What needs to be done
Each of the lines below must be written out exactly as shown.

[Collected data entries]
[Start of Attachment]
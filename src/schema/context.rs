//! The schema context: root owner of every per-type and per-member
//! cache for one markup-processing session.
//!
//! All state that the original design kept in global statics lives
//! here instead; callers construct one context over a registry and pass
//! it by reference.

use crate::error::{ResolveError, SchemaError};
use crate::registry::corlib;
use crate::registry::NativeRegistry;
use crate::schema::directive::{AllowedLocation, Directive, ImplicitKind};
use crate::schema::member::{DirectiveMember, ImplicitMember, MemberVariant, UnknownMember, XamlMember};
use crate::schema::member_reflector::MemberReflector;
use crate::schema::namespace::XamlNamespace;
use crate::schema::type_reflector::TypeReflector;
use crate::schema::xaml_type::XamlType;
use crate::types::{AssemblyS, TypeDescription};
use dashmap::DashMap;
use std::collections::HashMap;
use std::sync::Arc;

pub struct XamlSchemaContext {
    registry: Arc<NativeRegistry>,
    reflectors: DashMap<TypeDescription, Arc<TypeReflector>>,
    namespaces: DashMap<String, Arc<XamlNamespace>>,
    directives: HashMap<&'static str, XamlMember>,
    unknown_type_reflector: Arc<TypeReflector>,
    unknown_member_reflector: Arc<MemberReflector>,
}

impl XamlSchemaContext {
    pub fn new(registry: Arc<NativeRegistry>) -> Self {
        let mut directives = HashMap::new();
        for (name, directive, value_type, location) in [
            ("Key", Directive::Key, corlib::object(), AllowedLocation::Any),
            (
                "Name",
                Directive::Name,
                corlib::string(),
                AllowedLocation::Attribute,
            ),
            (
                "Uid",
                Directive::Uid,
                corlib::string(),
                AllowedLocation::Attribute,
            ),
            (
                "Lang",
                Directive::Lang,
                corlib::string(),
                AllowedLocation::Attribute,
            ),
        ] {
            directives.insert(
                name,
                XamlMember::new(
                    name,
                    None,
                    MemberVariant::from(DirectiveMember {
                        directive,
                        value_type,
                        location,
                    }),
                    Arc::new(MemberReflector::new()),
                ),
            );
        }
        for kind in ImplicitKind::ALL {
            directives.insert(
                kind.markup_name(),
                XamlMember::new(
                    kind.markup_name(),
                    None,
                    MemberVariant::from(ImplicitMember { kind }),
                    Arc::new(MemberReflector::new()),
                ),
            );
        }

        Self {
            registry,
            reflectors: DashMap::new(),
            namespaces: DashMap::new(),
            directives,
            unknown_type_reflector: Arc::new(TypeReflector::unknown()),
            unknown_member_reflector: Arc::new(MemberReflector::unknown()),
        }
    }

    pub fn registry(&self) -> &NativeRegistry {
        &self.registry
    }

    /// The schema type for a resolved descriptor. Reflectors are
    /// created on first query and shared for the context's lifetime.
    pub fn xaml_type_for(&self, td: TypeDescription) -> XamlType {
        let reflector = self
            .reflectors
            .entry(td)
            .or_insert_with(|| Arc::new(TypeReflector::new(td)))
            .value()
            .clone();
        XamlType::from_parts(td.type_name(), reflector)
    }

    /// Resolve a symbolic reference, degrading to the unknown sentinel
    /// rather than failing: callers need not null-check.
    pub fn xaml_type_from_ref(
        &self,
        scope: Option<AssemblyS>,
        r: &crate::registry::metadata::TypeRef,
    ) -> XamlType {
        let scope = scope.unwrap_or_else(|| self.registry.core());
        match self.registry.resolve(scope, r) {
            Ok(td) => self.xaml_type_for(td),
            Err(_) => self.unknown_type(&r.full_name),
        }
    }

    pub fn core_xaml_type(&self, full_name: &str) -> Result<XamlType, ResolveError> {
        Ok(self.xaml_type_for(self.registry.core_type(full_name)?))
    }

    /// A frozen unknown-type sentinel under the markup-supplied name.
    /// All unknown types share one pre-settled reflector, so the "type
    /// not found" path never computes or locks.
    pub fn unknown_type(&self, name: &str) -> XamlType {
        XamlType::from_parts(name, self.unknown_type_reflector.clone())
    }

    /// The terminal unknown-member sentinel, sharing the frozen member
    /// reflector. `reason` carries the schema error that made
    /// resolution fail, when there was one.
    pub fn unknown_member(
        &self,
        name: &str,
        declaring: Option<TypeDescription>,
        reason: Option<SchemaError>,
    ) -> XamlMember {
        XamlMember::new(
            name,
            declaring,
            MemberVariant::from(UnknownMember { reason }),
            self.unknown_member_reflector.clone(),
        )
    }

    /// A registered language directive or implicit pseudo-member.
    /// Distinct from the unknown sentinel: an unregistered directive
    /// name is a hard not-found.
    pub fn get_xaml_directive(&self, name: &str) -> Result<XamlMember, ResolveError> {
        self.directives
            .get(name)
            .cloned()
            .ok_or_else(|| ResolveError::DirectiveNotFound(name.to_string()))
    }

    pub(crate) fn lookup_directive_member(&self, name: &str) -> Option<XamlMember> {
        self.directives.get(name).cloned()
    }

    /// Map a namespace URI onto an (assembly, native namespace) pair.
    /// A URI may accumulate several candidates; lookups scan them in
    /// registration order.
    pub fn register_namespace(
        &self,
        uri: &str,
        assembly: &str,
        native_namespace: &str,
    ) -> Result<(), ResolveError> {
        let asm = self.registry.assembly(assembly)?;
        let ns = self
            .namespaces
            .entry(uri.to_string())
            .or_insert_with(|| Arc::new(XamlNamespace::new(uri)))
            .value()
            .clone();
        ns.add_candidate(asm, native_namespace.to_string());
        tracing::debug!(uri, assembly, native_namespace, "registered namespace");
        Ok(())
    }

    pub fn get_namespace(&self, uri: &str) -> Result<Arc<XamlNamespace>, ResolveError> {
        self.namespaces
            .get(uri)
            .map(|ns| ns.value().clone())
            .ok_or_else(|| ResolveError::NamespaceNotFound(uri.to_string()))
    }

    pub fn namespace_uris(&self) -> Vec<String> {
        self.namespaces.iter().map(|e| e.key().clone()).collect()
    }

    /// Resolve a markup (URI, name) pair. An unregistered URI is an
    /// error; a registered URI with no such type yields the unknown
    /// sentinel.
    pub fn get_xaml_type(&self, uri: &str, name: &str) -> Result<XamlType, ResolveError> {
        let ns = self.get_namespace(uri)?;
        Ok(ns
            .get_type(self, name)
            .unwrap_or_else(|| self.unknown_type(name)))
    }

    pub fn reflector_count(&self) -> usize {
        self.reflectors.len()
    }
}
[End of Attachment]
Response to the exercise
filename src/schema/context.rs
//! The schema context: root owner of every per-type and per-member
//! cache for one markup-processing session.
//!
//! All state that the original design kept in global statics lives
//! here instead; callers construct one context over a registry and pass
//! it by reference.

use crate::error::{ResolveError, SchemaError};
use crate::registry::corlib;
use crate::registry::NativeRegistry;
use crate::schema::directive::{AllowedLocation, Directive, ImplicitKind};
use crate::schema::member::{DirectiveMember, ImplicitMember, MemberVariant, UnknownMember, XamlMember};
use crate::schema::member_reflector::MemberReflector;
use crate::schema::namespace::XamlNamespace;
use crate::schema::type_reflector::TypeReflector;
use crate::schema::xaml_type::XamlType;
use crate::types::{AssemblyS, TypeDescription};
use dashmap::DashMap;
use std::collections::HashMap;
use std::sync::Arc;

pub struct XamlSchemaContext {
    registry: Arc<NativeRegistry>,
    reflectors: DashMap<TypeDescription, Arc<TypeReflector>>,
    namespaces: DashMap<String, Arc<XamlNamespace>>,
    directives: HashMap<&'static str, XamlMember>,
    unknown_type_reflector: Arc<TypeReflector>,
    unknown_member_reflector: Arc<MemberReflector>,
}

impl XamlSchemaContext {
    pub fn new(registry: Arc<NativeRegistry>) -> Self {
        let mut directives = HashMap::new();
        for (name, directive, value_type, location) in [
            ("Key", Directive::Key, corlib::object(), AllowedLocation::Any),
            (
                "Name",
                Directive::Name,
                corlib::string(),
                AllowedLocation::Attribute,
            ),
            (
                "Uid",
                Directive::Uid,
                corlib::string(),
                AllowedLocation::Attribute,
            ),
            (
                "Lang",
                Directive::Lang,
                corlib::string(),
                AllowedLocation::Attribute,
            ),
        ] {
            directives.insert(
                name,
                XamlMember::new(
                    name,
                    None,
                    MemberVariant::from(DirectiveMember {
                        directive,
                        value_type,
                        location,
                    }),
                    Arc::new(MemberReflector::new()),
                ),
            );
        }
        for kind in ImplicitKind::ALL {
            directives.insert(
                kind.markup_name(),
                XamlMember::new(
                    kind.markup_name(),
                    None,
                    MemberVariant::from(ImplicitMember { kind }),
                    Arc::new(MemberReflector::new()),
                ),
            );
        }

        Self {
            registry,
            reflectors: DashMap::new(),
            namespaces: DashMap::new(),
            directives,
            unknown_type_reflector: Arc::new(TypeReflector::unknown()),
            unknown_member_reflector: Arc::new(MemberReflector::unknown()),
        }
    }

    pub fn registry(&self) -> &NativeRegistry {
        &self.registry
    }

    /// The schema type for a resolved descriptor. Reflectors are
    /// created on first query and shared for the context's lifetime.
    pub fn xaml_type_for(&self, td: TypeDescription) -> XamlType {
        let reflector = self
            .reflectors
            .entry(td)
            .or_insert_with(|| Arc::new(TypeReflector::new(td)))
            .value()
            .clone();
        XamlType::from_parts(td.type_name(), reflector)
    }

    /// Resolve a symbolic reference, degrading to the unknown sentinel
    /// rather than failing: callers need not null-check.
    pub fn xaml_type_from_ref(
        &self,
        scope: Option<AssemblyS>,
        r: &crate::registry::metadata::TypeRef,
    ) -> XamlType {
        let scope = scope.unwrap_or_else(|| self.registry.core());
        match self.registry.resolve(scope, r) {
            Ok(td) => self.xaml_type_for(td),
            Err(_) => self.unknown_type(&r.full_name),
        }
    }

    pub fn core_xaml_type(&self, full_name: &str) -> Result<XamlType, ResolveError> {
        Ok(self.xaml_type_for(self.registry.core_type(full_name)?))
    }

    /// A frozen unknown-type sentinel under the markup-supplied name.
    /// All unknown types share one pre-settled reflector, so the "type
    /// not found" path never computes or locks.
    pub fn unknown_type(&self, name: &str) -> XamlType {
        XamlType::from_parts(name, self.unknown_type_reflector.clone())
    }

    /// The terminal unknown-member sentinel, sharing the frozen member
    /// reflector. `reason` carries the schema error that made
    /// resolution fail, when there was one.
    pub fn unknown_member(
        &self,
        name: &str,
        declaring: Option<TypeDescription>,
        reason: Option<SchemaError>,
    ) -> XamlMember {
        XamlMember::new(
            name,
            declaring,
            MemberVariant::from(UnknownMember { reason }),
            self.unknown_member_reflector.clone(),
        )
    }

    /// A registered language directive or implicit pseudo-member.
    /// Distinct from the unknown sentinel: an unregistered directive
    /// name is a hard not-found.
    pub fn get_xaml_directive(&self, name: &str) -> Result<XamlMember, ResolveError> {
        self.directives
            .get(name)
            .cloned()
            .ok_or_else(|| ResolveError::DirectiveNotFound(name.to_string()))
    }

    pub(crate) fn lookup_directive_member(&self, name: &str) -> Option<XamlMember> {
        self.directives.get(name).cloned()
    }

    /// Map a namespace URI onto an (assembly, native namespace) pair.
    /// A URI may accumulate several candidates; lookups scan them in
    /// registration order.
    pub fn register_namespace(
        &self,
        uri: &str,
        assembly: &str,
        native_namespace: &str,
    ) -> Result<(), ResolveError> {
        let asm = self.registry.assembly(assembly)?;
        let ns = self
            .namespaces
            .entry(uri.to_string())
            .or_insert_with(|| Arc::new(XamlNamespace::new(uri)))
            .value()
            .clone();
        ns.add_candidate(asm, native_namespace.to_string());
        tracing::debug!(uri, assembly, native_namespace, "registered namespace");
        Ok(())
    }

    pub fn get_namespace(&self, uri: &str) -> Result<Arc<XamlNamespace>, ResolveError> {
        self.namespaces
            .get(uri)
            .map(|ns| ns.value().clone())
            .ok_or_else(|| ResolveError::NamespaceNotFound(uri.to_string()))
    }

    pub fn namespace_uris(&self) -> Vec<String> {
        self.namespaces.iter().map(|e| e.key().clone()).collect()
    }

    /// Resolve a markup (URI, name) pair. An unregistered URI is an
    /// error; a registered URI with no such type yields the unknown
    /// sentinel.
    pub fn get_xaml_type(&self, uri: &str, name: &str) -> Result<XamlType, ResolveError> {
        let ns = self.get_namespace(uri)?;
        Ok(ns
            .get_type(self, name)
            .unwrap_or_else(|| self.unknown_type(name)))
    }

    pub fn reflector_count(&self) -> usize {
        self.reflectors.len()
    }
}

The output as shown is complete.